§ Task item
Below this line is a set of entries; quote exactly the lines from the line that contains "pub mod codepoints;" to the line that contains "file is mapped", both lines included.

§ Supplied entries

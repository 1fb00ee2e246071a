// Copyright 2025-present Harīṣh Tummalachērla
// SPDX-License-Identifier: Apache-2.0

//! The growable two-region buffer every dictionary structure lives in.
//!
//! An `ExtendableBuffer` is an address space stitched from two parts: the
//! *original* region, whose size is fixed when the dictionary is opened (and
//! which may be a read-only mmap view), and the *additional* region, an
//! in-memory tail that grows in fixed steps as the update engine appends
//! nodes. Positions below the original size address the original region;
//! everything above addresses the additional region at `pos - original_size`.
//!
//! Growth is bounded. When the additional region would exceed its cap the
//! write fails with `OutOfMemory`, which upstream policy turns into
//! "run GC first" — never into undefined behavior. The 90% "near size limit"
//! signal exists so policy can compact before hitting the hard wall.

pub mod codec;
pub mod codepoints;

use std::io;
use std::sync::Arc;

use memmap2::Mmap;

// ============================================================================
// SIZE LIMITS
// ============================================================================

/// The additional region grows in steps of this many bytes.
pub const EXTEND_STEP_SIZE: usize = 128 * 1024;

/// Default cap for the additional region of auxiliary buffers.
pub const DEFAULT_MAX_ADDITIONAL_BUFFER_SIZE: usize = 1024 * 1024;

/// Hard cap for a whole dictionary (trie buffer included), matching the
/// mobile-host memory budget.
pub const MAX_DICTIONARY_SIZE: usize = 8 * 1024 * 1024;

/// How much un-compacted (flushed-but-not-GCed) growth a dictionary may
/// accumulate before compaction is demanded.
pub const MAX_DICT_EXTENDED_REGION_SIZE: usize = 1024 * 1024;

/// Percentage of the additional-region cap at which `is_near_size_limit`
/// starts reporting true.
pub const NEAR_SIZE_LIMIT_THRESHOLD_PERCENTILE: usize = 90;

// ============================================================================
// ORIGINAL REGION
// ============================================================================

/// Backing storage for the fixed-size original region.
///
/// Read-only opens keep a shared mmap view (the whole body file is mapped
/// once; each section references its range). Updatable opens own a copy, so
/// in-place flag and offset patches work without touching the file.
pub enum OriginalContent {
    Owned(Vec<u8>),
    Mapped {
        map: Arc<Mmap>,
        start: usize,
        len: usize,
    },
}

impl OriginalContent {
    pub fn empty() -> Self {
        OriginalContent::Owned(Vec::new())
    }

    pub fn len(&self) -> usize {
        match self {
            OriginalContent::Owned(v) => v.len(),
            OriginalContent::Mapped { len, .. } => *len,
        }
    }

    pub fn is_empty(&self) -> bool {
        self.len() == 0
    }

    pub fn as_slice(&self) -> &[u8] {
        match self {
            OriginalContent::Owned(v) => v.as_slice(),
            OriginalContent::Mapped { map, start, len } => &map[*start..*start + *len],
        }
    }

    fn as_mut_slice(&mut self) -> Option<&mut [u8]> {
        match self {
            OriginalContent::Owned(v) => Some(v.as_mut_slice()),
            OriginalContent::Mapped { .. } => None,
        }
    }
}

// ============================================================================
// EXTENDABLE BUFFER
// ============================================================================

/// Two-region growable byte buffer. See the module docs for the address model.
pub struct ExtendableBuffer {
    original: OriginalContent,
    additional: Vec<u8>,
    max_additional_size: usize,
}

impl ExtendableBuffer {
    /// Fresh, empty buffer with the default additional-region cap.
    pub fn new() -> Self {
        Self::with_max_additional_size(DEFAULT_MAX_ADDITIONAL_BUFFER_SIZE)
    }

    pub fn with_max_additional_size(max_additional_size: usize) -> Self {
        Self {
            original: OriginalContent::empty(),
            additional: Vec::new(),
            max_additional_size,
        }
    }

    /// Wrap existing content as the original region.
    pub fn from_original(original: OriginalContent, max_additional_size: usize) -> Self {
        Self {
            original,
            additional: Vec::new(),
            max_additional_size,
        }
    }

    pub fn original_size(&self) -> usize {
        self.original.len()
    }

    pub fn additional_size(&self) -> usize {
        self.additional.len()
    }

    /// One past the last written byte; the position appends land at.
    pub fn tail_position(&self) -> usize {
        self.original.len() + self.additional.len()
    }

    /// Whether in-place writes into the original region are possible.
    pub fn is_writable(&self) -> bool {
        matches!(self.original, OriginalContent::Owned(_)) || self.original.is_empty()
    }

    /// Saturation signal: the additional region has crossed
    /// `NEAR_SIZE_LIMIT_THRESHOLD_PERCENTILE` percent of its cap.
    pub fn is_near_size_limit(&self) -> bool {
        self.additional.len()
            >= self.max_additional_size / 100 * NEAR_SIZE_LIMIT_THRESHOLD_PERCENTILE
    }

    // ------------------------------------------------------------------
    // Region resolution
    // ------------------------------------------------------------------

    /// Resolve `pos` to `(region slice, local position)` for reading.
    ///
    /// Reads never straddle the region boundary; records are always written
    /// whole into one region, so a straddling read means corruption.
    pub fn region_at(&self, pos: usize) -> io::Result<(&[u8], usize)> {
        let orig_len = self.original.len();
        if pos < orig_len {
            Ok((self.original.as_slice(), pos))
        } else if pos <= self.tail_position() {
            Ok((self.additional.as_slice(), pos - orig_len))
        } else {
            Err(io::Error::new(
                io::ErrorKind::UnexpectedEof,
                format!("Position {} beyond buffer tail {}", pos, self.tail_position()),
            ))
        }
    }

    // ------------------------------------------------------------------
    // Integer access
    // ------------------------------------------------------------------

    pub fn read_uint(&self, size: usize, pos: usize) -> io::Result<u32> {
        let (region, local) = self.region_at(pos)?;
        codec::read_uint(region, size, local)
    }

    /// Write a big-endian integer, extending the additional region when the
    /// write lands at or beyond its tail.
    ///
    /// Failure modes: `PermissionDenied` for writes into a read-only original
    /// region, `OutOfMemory` when growth would exceed the cap.
    pub fn write_uint(&mut self, data: u32, size: usize, pos: usize) -> io::Result<()> {
        let orig_len = self.original.len();
        if pos < orig_len {
            if pos + size > orig_len {
                return Err(io::Error::new(
                    io::ErrorKind::InvalidData,
                    format!("Write at {} straddles the region boundary", pos),
                ));
            }
            let region = self.original.as_mut_slice().ok_or_else(|| {
                io::Error::new(
                    io::ErrorKind::PermissionDenied,
                    "Write into read-only original region",
                )
            })?;
            return codec::write_uint(region, data, size, pos);
        }
        let local = pos - orig_len;
        self.ensure_additional_size(local + size)?;
        codec::write_uint(&mut self.additional, data, size, local)
    }

    /// Append raw bytes at the tail.
    pub fn write_bytes_at_tail(&mut self, bytes: &[u8]) -> io::Result<usize> {
        let pos = self.tail_position();
        let local = self.additional.len();
        self.ensure_additional_size(local + bytes.len())?;
        self.additional[local..local + bytes.len()].copy_from_slice(bytes);
        Ok(pos)
    }

    /// Overwrite raw bytes at an arbitrary position inside the written range.
    pub fn write_bytes(&mut self, bytes: &[u8], pos: usize) -> io::Result<()> {
        let orig_len = self.original.len();
        if pos < orig_len {
            if pos + bytes.len() > orig_len {
                return Err(io::Error::new(
                    io::ErrorKind::InvalidData,
                    format!("Write at {} straddles the region boundary", pos),
                ));
            }
            let region = self.original.as_mut_slice().ok_or_else(|| {
                io::Error::new(
                    io::ErrorKind::PermissionDenied,
                    "Write into read-only original region",
                )
            })?;
            region[pos..pos + bytes.len()].copy_from_slice(bytes);
            return Ok(());
        }
        let local = pos - orig_len;
        self.ensure_additional_size(local + bytes.len())?;
        self.additional[local..local + bytes.len()].copy_from_slice(bytes);
        Ok(())
    }

    /// Copy the entire logical content (original + additional) out.
    pub fn to_vec(&self) -> Vec<u8> {
        let mut out = Vec::with_capacity(self.tail_position());
        out.extend_from_slice(self.original.as_slice());
        out.extend_from_slice(&self.additional);
        out
    }

    fn ensure_additional_size(&mut self, needed: usize) -> io::Result<()> {
        if needed <= self.additional.len() {
            return Ok(());
        }
        if needed > self.max_additional_size {
            return Err(io::Error::new(
                io::ErrorKind::OutOfMemory,
                format!(
                    "Buffer extension to {} exceeds cap {}",
                    needed, self.max_additional_size
                ),
            ));
        }
        // Reserve in whole extension steps (clamped to the cap) so growth is
        // amortized; the logical length tracks exactly what was written.
        if needed > self.additional.capacity() {
            let stepped = needed.div_ceil(EXTEND_STEP_SIZE) * EXTEND_STEP_SIZE;
            let target = stepped.min(self.max_additional_size);
            self.additional
                .reserve_exact(target - self.additional.len());
        }
        self.additional.resize(needed, 0);
        Ok(())
    }
}

impl Default for ExtendableBuffer {
    fn default() -> Self {
        Self::new()
    }
}

#[cfg(test)]
mod tests {
    use super::*;

    #[test]
    fn write_read_roundtrip_in_additional_region() {
        let mut buf = ExtendableBuffer::new();
        buf.write_uint(0xCAFE, 2, 0).unwrap();
        assert_eq!(buf.read_uint(2, 0).unwrap(), 0xCAFE);
        assert_eq!(buf.tail_position(), 2);
    }

    #[test]
    fn positions_cross_the_original_boundary() {
        let original = OriginalContent::Owned(vec![0xAA; 10]);
        let mut buf = ExtendableBuffer::from_original(original, 1024);
        assert_eq!(buf.read_uint(1, 9).unwrap(), 0xAA);

        // Write at the boundary: lands at additional[0].
        buf.write_uint(0xBB, 1, 10).unwrap();
        assert_eq!(buf.read_uint(1, 10).unwrap(), 0xBB);
        assert_eq!(buf.additional_size(), 1);

        // In-place rewrite inside the owned original region.
        buf.write_uint(0x11, 1, 3).unwrap();
        assert_eq!(buf.read_uint(1, 3).unwrap(), 0x11);
    }

    #[test]
    fn growth_is_capped() {
        let mut buf = ExtendableBuffer::with_max_additional_size(16);
        assert!(buf.write_uint(1, 4, 0).is_ok());
        let err = buf.write_uint(1, 4, 20).unwrap_err();
        assert_eq!(err.kind(), io::ErrorKind::OutOfMemory);
        // The failed write must not have changed the tail.
        assert_eq!(buf.tail_position(), 4);
    }

    #[test]
    fn near_size_limit_trips_at_ninety_percent() {
        let mut buf = ExtendableBuffer::with_max_additional_size(1000);
        assert!(!buf.is_near_size_limit());
        buf.write_bytes_at_tail(&vec![0u8; 899]).unwrap();
        assert!(!buf.is_near_size_limit());
        buf.write_bytes_at_tail(&[0u8]).unwrap();
        assert!(buf.is_near_size_limit());
    }

    #[test]
    fn reads_past_tail_fail() {
        let buf = ExtendableBuffer::new();
        assert!(buf.read_uint(1, 0).is_err());
    }

    #[test]
    fn to_vec_concatenates_regions() {
        let original = OriginalContent::Owned(vec![1, 2, 3]);
        let mut buf = ExtendableBuffer::from_original(original, 1024);
        buf.write_bytes_at_tail(&[4, 5]).unwrap();
        assert_eq!(buf.to_vec(), vec![1, 2, 3, 4, 5]);
    }
}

§ Answer to this task
pub mod codepoints;

use std::io;
use std::sync::Arc;

use memmap2::Mmap;

// ============================================================================
// SIZE LIMITS
// ============================================================================

/// The additional region grows in steps of this many bytes.
pub const EXTEND_STEP_SIZE: usize = 128 * 1024;

/// Default cap for the additional region of auxiliary buffers.
pub const DEFAULT_MAX_ADDITIONAL_BUFFER_SIZE: usize = 1024 * 1024;

/// Hard cap for a whole dictionary (trie buffer included), matching the
/// mobile-host memory budget.
pub const MAX_DICTIONARY_SIZE: usize = 8 * 1024 * 1024;

/// How much un-compacted (flushed-but-not-GCed) growth a dictionary may
/// accumulate before compaction is demanded.
pub const MAX_DICT_EXTENDED_REGION_SIZE: usize = 1024 * 1024;

/// Percentage of the additional-region cap at which `is_near_size_limit`
/// starts reporting true.
pub const NEAR_SIZE_LIMIT_THRESHOLD_PERCENTILE: usize = 90;

// ============================================================================
// ORIGINAL REGION
// ============================================================================

/// Backing storage for the fixed-size original region.
///
/// Read-only opens keep a shared mmap view (the whole body file is mapped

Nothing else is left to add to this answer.